Singh attended Brandeis University where she majored in English and American Literature. She holds a master's degree in Spanish Language, Literature and Culture from the Jawaharlal Nehru University and a PhD from the University of Barcelona, Spain.

Career  

Singh worked as a journalist and management executive in Mexico, Chile, and South Africa before returning to India in 1995 to focus on writing. She worked as a freelance writer and journalist until 2002 in New Delhi, publishing her first two books in that period. She moved to Barcelona in 2002 to work on her PhD and published her second novel in 2006.

Before her appointment as Professor in 2020, Singh was Senior Lecturer and Course Leader in Creative Writing at the London Metropolitan University.

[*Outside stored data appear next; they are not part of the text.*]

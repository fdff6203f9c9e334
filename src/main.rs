mod aabb;
mod bvh;
mod camera;
mod geometry;
mod integrator;
mod material;
mod rendering;
mod sampling;
mod scene;
mod surface;
#[cfg(test)]
mod tests;
mod texture;

extern crate nalgebra as na;

use crate::rendering::render_scene;
use crate::scene::{parse_file_content, Scene};
use image::{ImageFormat, RgbImage};
use std::fs;
use std::fs::File;
use std::io::Write;
use std::time::Instant;

fn main() {
    env_logger::init();
    let args: Vec<String> = std::env::args().collect();
    if args.len() < 3 {
        eprintln!("usage: {} <scene file> <output png> [output ppm]", args[0]);
        std::process::exit(1);
    }
    let file_string = fs::read_to_string(&args[1]).expect("Failed opening scene file");
    let file_lines = file_string
        .split('\n')
        .map(|x| x.trim())
        .collect::<Vec<&str>>();
    let scene = parse_file_content(file_lines);

    let start = Instant::now();
    let rendered_scene = render_scene(&scene);
    log::info!("rendered in {:.2}s", start.elapsed().as_secs_f64());

    dump_rendered_to_png(&scene, &rendered_scene, &args[2]);
    if args.len() >= 4 {
        let mut out_file = fs::OpenOptions::new()
            .write(true)
            .create(true)
            .truncate(true)
            .open(&args[3])
            .expect("Failed opening ppm output");
        dump_rendered_to_ppm(&scene, &rendered_scene, &mut out_file);
    }
}

fn dump_rendered_to_png(scene: &Scene, rendered_scene: &[u8], png_path: &str) {
    let mut img = RgbImage::new(scene.width as u32, scene.height as u32);
    for x in 0..scene.width {
        for y in 0..scene.height {
            for i in 0..3 {
                img.get_pixel_mut(x as u32, y as u32).0[i] =
                    rendered_scene[(y * scene.width * 3 + x * 3) as usize + i];
            }
        }
    }
    img.save_with_format(png_path, ImageFormat::Png)
        .expect("Failed writing png");
}

fn dump_rendered_to_ppm(scene: &Scene, rendered_scene: &[u8], out_file: &mut File) {
    out_file.write_all(b"P6\n").unwrap();
    out_file
        .write_all(format!("{} {}\n", scene.width, scene.height).as_bytes())
        .unwrap();
    out_file.write_all(b"255\n").unwrap();
    out_file.write_all(rendered_scene).unwrap();
}
use indicatif::ProgressBar;
use rand::{Rng, SeedableRng};
use rand_xoshiro::Xoshiro256PlusPlus;
use rayon::prelude::*;

use crate::geometry::{Fp, Vec3f, FP_INF};
use crate::integrator::intersect_world;
use crate::scene::Scene;

// base seed for the per-(pass, scanline) generators; fixed so a render of
// the same scene reproduces the same image
static RENDER_SEED: u64 = 0x00c0ffee;

/// Renders the scene progressively: one full-frame sample pass at a time,
/// averaged into an accumulation buffer, then gamma-mapped to 8-bit RGB.
/// Rows are independent, so each pass fans out across the rayon pool with
/// a private seeded RNG per scanline.
pub fn render_scene(scene: &Scene) -> Vec<u8> {
    let width = scene.width as usize;
    let height = scene.height as usize;
    let mut accumulation = vec![Vec3f::zeros(); width * height];

    let progress = ProgressBar::new(scene.samples as u64);
    for pass in 0..scene.samples {
        accumulation
            .par_chunks_mut(width)
            .enumerate()
            .for_each(|(y, row)| {
                let seed = RENDER_SEED ^ ((pass as u64) << 32 | y as u64);
                let mut rng = Xoshiro256PlusPlus::seed_from_u64(seed);
                for (x, pixel) in row.iter_mut().enumerate() {
                    let u = (x as Fp + rng.gen::<Fp>()) / scene.width as Fp;
                    let v = 1.0 - (y as Fp + rng.gen::<Fp>()) / scene.height as Fp;
                    let ray = scene.camera.cast_ray(u, v);
                    *pixel += intersect_world(
                        &ray,
                        &scene.world,
                        0.0,
                        FP_INF,
                        scene.ray_depth,
                        &scene.lights,
                        &scene.sky,
                        &mut rng,
                    );
                }
            });
        progress.inc(1);
    }
    progress.finish();

    // running mean, then gamma 2 and quantization; the integrator itself
    // returns linear radiance
    let scale = 1.0 / scene.samples as Fp;
    let mut result = Vec::with_capacity(width * height * 3);
    for colour in &accumulation {
        for channel in 0..3 {
            let value = (colour[channel] * scale).max(0.0).sqrt();
            result.push((value.clamp(0.0, 1.0) * 255.0).round() as u8);
        }
    }
    result
}
use std::sync::Arc;

use crate::geometry::{Fp, Vec3f};
use crate::texture::{ImageTexture, Perlin};

#[derive(Clone, Debug)]
pub enum MaterialKind {
    Diffuse,
    Reflective {
        roughness: Fp,
    },
    // terminal emitter; carries no scatter parameters
    Emissive {
        brightness: Fp,
    },
    Refractive {
        roughness: Fp,
        ior: Fp,
    },
    // diffuse base with a stochastic clear-coat reflection lobe
    Polished {
        roughness: Fp,
    },
    Pbr {
        roughness: Fp,
        metalness: Fp,
        diffuse_tex: Option<Arc<ImageTexture>>,
        roughness_tex: Option<Arc<ImageTexture>>,
        normal_tex: Option<Arc<ImageTexture>>,
        metal_tex: Option<Arc<ImageTexture>>,
    },
}

#[derive(Clone, Debug)]
pub struct Material {
    // base albedo, shared by every variant; radiance-scale, not clamped
    pub colour: Vec3f,
    pub kind: MaterialKind,
    // optional procedural modulation of the albedo
    pub noise: Option<Arc<Perlin>>,
    pub tiling_x: Fp,
    pub tiling_y: Fp,
}

impl Material {
    pub fn new(colour: Vec3f, kind: MaterialKind) -> Material {
        Material {
            colour,
            kind,
            noise: None,
            tiling_x: 1.0,
            tiling_y: 1.0,
        }
    }

    pub fn diffuse(colour: Vec3f) -> Material {
        Material::new(colour, MaterialKind::Diffuse)
    }

    pub fn reflective(colour: Vec3f, roughness: Fp) -> Material {
        Material::new(colour, MaterialKind::Reflective { roughness })
    }

    pub fn emissive(colour: Vec3f, brightness: Fp) -> Material {
        Material::new(colour, MaterialKind::Emissive { brightness })
    }

    pub fn refractive(colour: Vec3f, roughness: Fp, ior: Fp) -> Material {
        Material::new(colour, MaterialKind::Refractive { roughness, ior })
    }

    pub fn polished(colour: Vec3f, roughness: Fp) -> Material {
        Material::new(colour, MaterialKind::Polished { roughness })
    }

    pub fn is_emissive(&self) -> bool {
        matches!(self.kind, MaterialKind::Emissive { .. })
    }

    // surfaces only compute UVs when something will read them
    pub fn needs_uv(&self) -> bool {
        if self.noise.is_some() {
            return true;
        }
        match &self.kind {
            MaterialKind::Pbr {
                diffuse_tex,
                roughness_tex,
                normal_tex,
                metal_tex,
                ..
            } => {
                diffuse_tex.is_some()
                    || roughness_tex.is_some()
                    || normal_tex.is_some()
                    || metal_tex.is_some()
            }
            _ => false,
        }
    }
}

Singh is the Chairperson of the Authors' Club. In 2016, Singh co-founded the Jhalak Prize for Book of the Year by a Writer of Colour. The award supports British writers with a one-thousand pound prize. It was initiated by Singh, Nikesh Shukla and Media Diversified, with support from The Authors’ Club and funds donated by an anonymous benefactor. Judges of the prize include Nikesh Shukla, Anita Sethi, Kerry Young, and Roy McFarlane. Previous winners include Guy Gunaratne (In Our Mad and Furious City, 2019), Reni Eddo-Lodge (Why I’m No Longer Talking To White People About Race, 2018), and Jacob Ross (The Bone Readers, 2017).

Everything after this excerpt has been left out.